We had asked Anthony what would help him out the most and he, after taking a few hours to wrap his brain around the fact that someone was reaching out to help him -- he said that not many people think to help therapy dogs and their owners, even though the owners are the ones who pay for everything involved with owning and training a therapy dog, he told us that a few new jackets and badges for the dogs would be more than enough and that if we felt like buying some cookies, he could deliver them to the veterans his next visit, Tuesday.
Well, we didn't want to just stop there. We provided Anthony with enough money to purchase his therapy dog items, bought some treats and toys for each of his dogs, and then Dan made chocolate chip cookies from scratch for the veterans.
After we left Anthony and his wife, Dan and I headed over to our next RAK recipient, who had no idea we were coming.

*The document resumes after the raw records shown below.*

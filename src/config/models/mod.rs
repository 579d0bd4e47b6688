//! Configuration data models
//!
//! Defines the per-concern sub-configs that together make up
//! [`super::Config`].

#![allow(missing_docs)]

pub mod autonomy;
pub mod isolation;
pub mod monitoring;
pub mod resource;
pub mod router;

pub use autonomy::*;
pub use isolation::*;
pub use monitoring::*;
pub use resource::*;
pub use router::*;

pub fn default_metrics_port() -> u16 {
    9090
}

pub fn default_metrics_path() -> String {
    "/metrics".to_string()
}

pub fn default_health_path() -> String {
    "/health".to_string()
}

pub fn default_service_name() -> String {
    "conductor".to_string()
}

Remember when I said I had spoken to the local Red Cross and they gave me some information about someone needing our help? Well that someone was a woman named Susan, who lives by herself (the executive director also thought she may have some disabilities, but didn't share any specifics), was estranged from her family, had a dog and was struggling to make ends meet after not being able to keep a job for a number of years. Earlier this week her house caught fire when she fell asleep with dinner on the stove. The Red Cross had tried to put her up in a hotel, but when the executive director called the hotel she learned that Susan (who does not have a cell phone) was not there. She told me that she thought Susan had returned home where she was comfortable and gave me her address.
Dan and I drove over to the address we were provided, parked, and noticed that there was a woman sitting inside the home. We walked up to her front door, knocked, and I asked if her name was Susan. She slowly got up from her chair and walked over to the door, gently nudging her dog aside and said "Yes, can I help you?" looking at my cautiously. I then asked her if she recently had a fire in her home, to which she nodded yes. I told her that I was directed to her by someone who was concerned about her and that we had a gift card to Target and some dog food for her and her four-legged companion. We let her know that there are people who care about her and hope she gets back on her feet.
She then opened her door, started tearing up, and hugged me. She hugged me for a really long time. Then she hugged Dan for a really long time. Once the hugging ceased, she looked at us teary-eyed and said "I don't have anyone. I haven't had any one come to visit me in a long time." We told her that we wanted her to have a pick-me-up and to know that she had people looking out for her, even if they'd never met her. The three of us chatted for a while about the journey Dan and I were taking and then before we left, she hugged both of us again. For a very, very long time.
As we drove away from her house, we didn't really talk for a while. Mainly because I was looking out the window crying and we both knew what the other was thinking: we are incredibly fortunate to be able to bring this much joy to people's lives. This journey is the biggest gift we've ever been given.